> **WORK REQUEST**: Give the lines of the material verbatim, from the first line to the line with "use crate::utils::sanitize::sanitize_error;", including both.

===== DATA PROVIDED =====

// Copyright (c) 2025 Kirky.X
//
// Licensed under the MIT License
// See LICENSE file in the project root for full license information.

use async_trait::async_trait;
use reqwest::header::USER_AGENT;
use reqwest::{Client, StatusCode};
use scraper::{Html, Selector};
use serde::Deserialize;
use std::time::Duration;
use tracing::{debug, info, warn};
use url::Url;

use crate::config::settings::ProviderSettings;
use crate::domain::search::engine::{SearchError, SearchProvider};
use crate::infrastructure::observability::metrics;
use crate::utils::rate_limiter::RateLimiter;
use crate::utils::retry_policy::BackoffPolicy;
use crate::utils::robots::{RobotsDecision, RobotsPolicy, DISCOVERY_USER_AGENT};
use crate::utils::sanitize::sanitize_error;

/// DuckDuckGo HTML 结果页
pub const DUCKDUCKGO_HTML_ENDPOINT: &str = "https://html.duckduckgo.com/html/";

const REQUEST_TIMEOUT: Duration = Duration::from_secs(12);

/// 文本搜索的单条结果
///
/// 不同后端给出的字段名不同，按 href、link、url 的顺序取第一个非空值
#[derive(Debug, Clone, Default, PartialEq, Eq, Deserialize)]
pub struct TextHit {
    pub href: Option<String>,
    pub link: Option<String>,
    pub url: Option<String>,
}

impl TextHit {
    pub fn from_href(href: impl Into<String>) -> Self {
        Self {
            href: Some(href.into()),
            ..Self::default()
        }
    }

    pub fn target(&self) -> Option<&str> {
        [&self.href, &self.link, &self.url]
            .into_iter()
            .filter_map(|field| field.as_deref())
            .find(|value| !value.trim().is_empty())
    }
}

/// 文本搜索后端
#[async_trait]
pub trait TextSearchBackend: Send + Sync {
    async fn text(&self, keyword: &str, max_results: usize) -> Result<Vec<TextHit>, SearchError>;
}

/// 基于 DuckDuckGo HTML 页面的后端
pub struct DuckDuckGoHtmlBackend {
    client: Client,
    endpoint: String,
}

impl Default for DuckDuckGoHtmlBackend {
    fn default() -> Self {
        Self::new()
    }
}

impl DuckDuckGoHtmlBackend {
    pub fn new() -> Self {
        Self {
            client: Client::new(),
            endpoint: DUCKDUCKGO_HTML_ENDPOINT.to_string(),
        }
    }

    pub fn with_endpoint(mut self, endpoint: impl Into<String>) -> Self {
        self.endpoint = endpoint.into();
        self
    }
}

#[async_trait]
impl TextSearchBackend for DuckDuckGoHtmlBackend {
    async fn text(&self, keyword: &str, max_results: usize) -> Result<Vec<TextHit>, SearchError> {
        let response = self
            .client
            .get(&self.endpoint)
            .query(&[("q", keyword)])
            .header(USER_AGENT, DISCOVERY_USER_AGENT)
            .timeout(REQUEST_TIMEOUT)
            .send()
            .await?;

        if response.status() != StatusCode::OK {
            return Err(SearchError::Status(response.status().as_u16()));
        }

        let html = response.text().await?;
        let mut hits = parse_result_links(&html)?;
        hits.truncate(max_results);
        Ok(hits)
    }
}

/// 提取结果页中的 `a.result__a` 链接
pub fn parse_result_links(html: &str) -> Result<Vec<TextHit>, SearchError> {
    let selector = Selector::parse("a.result__a")
        .map_err(|e| SearchError::Backend(format!("invalid result selector: {:?}", e)))?;
    let document = Html::parse_document(html);

    Ok(document
        .select(&selector)
        .filter_map(|a| a.value().attr("href"))
        .filter_map(decode_result_href)
        .map(TextHit::from_href)
        .collect())
}

/// 还原跳转链接 `//duckduckgo.com/l/?uddg=<encoded>` 中的目标地址
pub fn decode_result_href(href: &str) -> Option<String> {
    let href = href.trim();
    if href.is_empty() {
        return None;
    }

    let absolute = if href.starts_with("//") {
        format!("https:{}", href)
    } else if href.starts_with('/') {
        format!("https://duckduckgo.com{}", href)
    } else {
        href.to_string()
    };

    let parsed = Url::parse(&absolute).ok()?;
    let is_redirect = parsed
        .host_str()
        .map(|host| host.ends_with("duckduckgo.com"))
        .unwrap_or(false);

    if is_redirect {
        return parsed
            .query_pairs()
            .find(|(name, _)| name == "uddg")
            .map(|(_, target)| target.into_owned())
            .filter(|target| !target.is_empty());
    }

    match parsed.scheme() {
        "http" | "https" => Some(absolute),
        _ => None,
    }
}

/// DuckDuckGo 提供方
///
/// 构造时检查一次 robots.txt 并在整个生命周期内沿用结果
pub struct DuckDuckGoProvider {
    settings: ProviderSettings,
    backend: Box<dyn TextSearchBackend>,
    limiter: RateLimiter,
    backoff: BackoffPolicy,
    robots: RobotsDecision,
    queries_made: u32,
}

impl DuckDuckGoProvider {
    pub const NAME: &'static str = "duckduckgo";
    pub const HOST: &'static str = "duckduckgo.com";

    /// 检查 robots.txt 后创建默认后端的提供方
    pub async fn connect(settings: ProviderSettings, robots: &RobotsPolicy) -> Self {
        let decision = robots.check(Self::HOST).await;
        Self::from_parts(settings, Box::new(DuckDuckGoHtmlBackend::new()), decision)
    }

    pub fn from_parts(
        settings: ProviderSettings,
        backend: Box<dyn TextSearchBackend>,
        robots: RobotsDecision,
    ) -> Self {
        if settings.method != "scrape" {
            warn!(
                provider = Self::NAME,
                method = %settings.method,
                "unsupported method; using scrape"
            );
        }

        let limiter = RateLimiter::new(settings.rate_limit_rps, settings.jitter_percent);
        let backoff = BackoffPolicy::from_secs_f64(
            settings.backoff_base_seconds,
            settings.backoff_max_seconds,
            settings.retry_attempts,
        );

        Self {
            settings,
            backend,
            limiter,
            backoff,
            robots,
            queries_made: 0,
        }
    }

    pub fn robots_decision(&self) -> RobotsDecision {
        self.robots
    }
}

#[async_trait]
impl SearchProvider for DuckDuckGoProvider {
    fn name(&self) -> &'static str {
        Self::NAME
    }

    fn queries_made(&self) -> u32 {
        self.queries_made
    }

    fn quota(&self) -> u32 {
        self.settings.daily_quota_threshold
    }

    async fn query(&mut self, keyword: &str, max_results: usize) -> Vec<String> {
        if !self.can_continue() {
            debug!(
                provider = Self::NAME,
                keyword,
                results = 0,
                queries_made = self.queries_made,
                error_code = "quota",
                "search skipped"
            );
            return Vec::new();
        }

        self.limiter.wait().await;
        if let Some(delay) = self.robots.crawl_delay {
            tokio::time::sleep(delay).await;
        }
        self.queries_made += 1;
        metrics::record_query(Self::NAME);

        let mut delays = self.backoff.delays().into_iter();
        loop {
            match self.backend.text(keyword, max_results).await {
                Ok(hits) => {
                    let urls: Vec<String> = hits
                        .iter()
                        .filter_map(TextHit::target)
                        .take(max_results)
                        .map(str::to_string)
                        .collect();
                    info!(
                        provider = Self::NAME,
                        keyword,
                        results = urls.len(),
                        queries_made = self.queries_made,
                        crawl_delay = ?self.robots.crawl_delay,
                        "search call completed"
                    );
                    return urls;
                }
                Err(e) => match delays.next() {
                    Some(delay) => {
                        debug!(
                            provider = Self::NAME,
                            keyword,
                            error_code = %e.code(),
                            delay_ms = delay.as_millis() as u64,
                            "retrying after backoff"
                        );
                        tokio::time::sleep(delay).await;
                    }
                    None => {
                        warn!(
                            provider = Self::NAME,
                            keyword,
                            results = 0,
                            error_code = %e.code(),
                            error = %sanitize_error(&e.to_string()),
                            "search call gave up"
                        );
                        return Vec::new();
                    }
                },
            }
        }
    }
}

=====

> **TASK RESULT**:
// Copyright (c) 2025 Kirky.X
//
// Licensed under the MIT License
// See LICENSE file in the project root for full license information.

use async_trait::async_trait;
use reqwest::header::USER_AGENT;
use reqwest::{Client, StatusCode};
use scraper::{Html, Selector};
use serde::Deserialize;
use std::time::Duration;
use tracing::{debug, info, warn};
use url::Url;

use crate::config::settings::ProviderSettings;
use crate::domain::search::engine::{SearchError, SearchProvider};
use crate::infrastructure::observability::metrics;
use crate::utils::rate_limiter::RateLimiter;
use crate::utils::retry_policy::BackoffPolicy;
use crate::utils::robots::{RobotsDecision, RobotsPolicy, DISCOVERY_USER_AGENT};
use crate::utils::sanitize::sanitize_error;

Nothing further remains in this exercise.